Optimal — Hash Map Indexed Tree Construction — Watch how preprocessing inorder values into a hash map turns every root lookup from O(n) linear scan into O(1) instant access, building the tree in linear time.

Algorithm

  1. Preprocessing: Build a hash map mapping each inorder value to its index.
  2. Initialize postIndex = postorder.length - 1.
  3. Define recursive function build(inStart, inEnd):
    a. Base case: if inStart > inEnd, return null.
    b. Take postorder[postIndex] as root value. Decrement postIndex.
    c. Create new tree node.
    d. Hash map lookup: inIdx = map[rootValue] — O(1).
    e. Right first: root.right = build(inIdx + 1, inEnd).
    f. Left second: root.left = build(inStart, inIdx - 1).
    g. Return root.
  4. Call build(0, n - 1) and return the result.

Code

class Solution {
public:
    int postIdx;
    unordered_map<int, int> inMap;
    
    TreeNode* buildTree(vector<int>& inorder, vector<int>& postorder) {
        // Preprocessing: map each inorder value to its index
        for (int i = 0; i < inorder.size(); i++) {
            inMap[inorder[i]] = i;
        }
        postIdx = postorder.size() - 1;
        return build(postorder, 0, inorder.size() - 1);
    }
    
    TreeNode* build(vector<int>& postorder, int inStart, int inEnd) {
        if (inStart > inEnd) return nullptr;
        
        int rootVal = postorder[postIdx--];
        TreeNode* root = new TreeNode(rootVal);
        
        int inIdx = inMap[rootVal]; // O(1) hash map lookup
        
        // Build right subtree FIRST, then left
        root->right = build(postorder, inIdx + 1, inEnd);
        root->left = build(postorder, inStart, inIdx - 1);
        
        return root;
    }
};
class Solution:
    def buildTree(self, inorder: list[int], postorder: list[int]) -> Optional[TreeNode]:
        # Preprocessing: map each inorder value to its index
        in_map = {val: idx for idx, val in enumerate(inorder)}
        self.post_idx = len(postorder) - 1
        
        def build(in_start, in_end):
            if in_start > in_end:
                return None
            
            root_val = postorder[self.post_idx]
            self.post_idx -= 1
            root = TreeNode(root_val)
            
            in_idx = in_map[root_val]  # O(1) hash map lookup
            
            # Build right subtree FIRST, then left
            root.right = build(in_idx + 1, in_end)
            root.left = build(in_start, in_idx - 1)
            
            return root
        
        return build(0, len(inorder) - 1)
class Solution {
    private int postIdx;
    private Map<Integer, Integer> inMap = new HashMap<>();
    
    public TreeNode buildTree(int[] inorder, int[] postorder) {
        // Preprocessing: map each inorder value to its index
        for (int i = 0; i < inorder.length; i++) {
            inMap.put(inorder[i], i);
        }
        postIdx = postorder.length - 1;
        return build(postorder, 0, inorder.length - 1);
    }
    
    private TreeNode build(int[] postorder, int inStart, int inEnd) {
        if (inStart > inEnd) return null;
        
        int rootVal = postorder[postIdx--];
        TreeNode root = new TreeNode(rootVal);
        
        int inIdx = inMap.get(rootVal); // O(1) hash map lookup
        
        // Build right subtree FIRST, then left
        root.right = build(postorder, inIdx + 1, inEnd);
        root.left = build(postorder, inStart, inIdx - 1);
        
        return root;
    }
}

Complexity Analysis

Time Complexity: O(n)

Building the hash map takes O(n) — one pass through the inorder array. The recursive construction visits each node exactly once, and each visit performs a single O(1) hash map lookup plus O(1) node creation. Total: O(n) preprocessing + O(n) construction = O(n).

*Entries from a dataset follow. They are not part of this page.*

//! Known CoinEx v2 API error codes
//!
//! The client never acts on these: exchange codes are passed through to the
//! caller verbatim. This catalogue only helps callers branch on them.

use crate::envelope::ResponseEnvelope;

/// Codes the exchange uses for authentication and signing failures
pub const AUTH_ERROR_CODES: &[i64] = &[4005, 4006, 4008, 4010, 4017, 10008, 10009, 10012, 10013];

/// CoinEx error categories
#[derive(Debug, Clone, Copy, PartialEq, Eq, Hash)]
pub enum ErrorCategory {
    /// Key, signature, or timestamp problems
    Authentication,
    /// Bad request parameters
    Parameter,
    /// Order or trade state errors
    Order,
    /// Exchange-side availability
    Service,
    /// Request frequency limits
    RateLimit,
    /// Anything not in the catalogue
    Unknown,
}

/// Known CoinEx error codes
#[derive(Debug, Clone, Copy, PartialEq, Eq, Hash)]
pub enum CoinExErrorCode {
    /// 3008: Service busy
    ServiceBusy,
    /// 3109: Insufficient balance
    InsufficientBalance,
    /// 3127: Order quantity below the market minimum
    AmountTooSmall,
    /// 3600: Order not found
    OrderNotFound,
    /// 4001: Service unavailable
    ServiceUnavailable,
    /// 4002: Service request timed out
    ServiceTimeout,
    /// 4003: Internal error
    InternalError,
    /// 4004: Invalid argument
    InvalidArgument,
    /// 4005: Abnormal access_id
    InvalidAccessId,
    /// 4006: Signature verification failed
    SignatureVerificationFailed,
    /// 4007: IP address prohibited
    IpProhibited,
    /// 4008: Abnormal X-COINEX-SIGN value
    InvalidSignature,
    /// 4009: Abnormal request method
    InvalidRequestMethod,
    /// 4010: Expired request
    RequestExpired,
    /// 4011: User prohibited from accessing
    UserProhibited,
    /// 4017: Signature expired
    SignatureExpired,
    /// 4115: Market trading prohibited
    MarketTradingProhibited,
    /// 4213: Request too frequent
    RateLimited,
}

impl CoinExErrorCode {
    /// Look up a numeric code
    pub fn from_code(code: i64) -> Option<Self> {
        let known = match code {
            3008 => Self::ServiceBusy,
            3109 => Self::InsufficientBalance,
            3127 => Self::AmountTooSmall,
            3600 => Self::OrderNotFound,
            4001 => Self::ServiceUnavailable,
            4002 => Self::ServiceTimeout,
            4003 => Self::InternalError,
            4004 => Self::InvalidArgument,
            4005 => Self::InvalidAccessId,
            4006 => Self::SignatureVerificationFailed,
            4007 => Self::IpProhibited,
            4008 => Self::InvalidSignature,
            4009 => Self::InvalidRequestMethod,
            4010 => Self::RequestExpired,
            4011 => Self::UserProhibited,
            4017 => Self::SignatureExpired,
            4115 => Self::MarketTradingProhibited,
            4213 => Self::RateLimited,
            _ => return None,
        };
        Some(known)
    }

    /// Numeric value of this code
    pub fn code(&self) -> i64 {
        match self {
            Self::ServiceBusy => 3008,
            Self::InsufficientBalance => 3109,
            Self::AmountTooSmall => 3127,
            Self::OrderNotFound => 3600,
            Self::ServiceUnavailable => 4001,
            Self::ServiceTimeout => 4002,
            Self::InternalError => 4003,
            Self::InvalidArgument => 4004,
            Self::InvalidAccessId => 4005,
            Self::SignatureVerificationFailed => 4006,
            Self::IpProhibited => 4007,
            Self::InvalidSignature => 4008,
            Self::InvalidRequestMethod => 4009,
            Self::RequestExpired => 4010,
            Self::UserProhibited => 4011,
            Self::SignatureExpired => 4017,
            Self::MarketTradingProhibited => 4115,
            Self::RateLimited => 4213,
        }
    }

    /// Category of this code
    pub fn category(&self) -> ErrorCategory {
        match self {
            Self::InvalidAccessId
            | Self::SignatureVerificationFailed
            | Self::InvalidSignature
            | Self::RequestExpired
            | Self::SignatureExpired
            | Self::IpProhibited
            | Self::UserProhibited => ErrorCategory::Authentication,
            Self::InvalidArgument | Self::InvalidRequestMethod => ErrorCategory::Parameter,
            Self::InsufficientBalance
            | Self::AmountTooSmall
            | Self::OrderNotFound
            | Self::MarketTradingProhibited => ErrorCategory::Order,
            Self::ServiceBusy
            | Self::ServiceUnavailable
            | Self::ServiceTimeout
            | Self::InternalError => ErrorCategory::Service,
            Self::RateLimited => ErrorCategory::RateLimit,
        }
    }
}

/// Check if a code belongs to the authentication-failure family
pub fn is_auth_error_code(code: i64) -> bool {
    AUTH_ERROR_CODES.contains(&code)
}

/// Categorise any numeric code, known or not
pub fn categorize(code: i64) -> ErrorCategory {
    if is_auth_error_code(code) {
        return ErrorCategory::Authentication;
    }
    CoinExErrorCode::from_code(code)
        .map(|c| c.category())
        .unwrap_or(ErrorCategory::Unknown)
}

impl ResponseEnvelope {
    /// Known exchange error carried by this envelope
    pub fn error_code(&self) -> Option<CoinExErrorCode> {
        CoinExErrorCode::from_code(self.code)
    }

    /// Check if the exchange rejected the request's credentials
    pub fn is_auth_error(&self) -> bool {
        is_auth_error_code(self.code)
    }
}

Compared to the brute force O(n²), this is a significant improvement — especially for skewed trees where the brute force degrades most.

Space Complexity: O(n)

The hash map stores n key-value pairs → O(n) space. The recursion stack depth equals the tree height — O(n) in the worst case (skewed tree), O(log n) for balanced. Combined: O(n).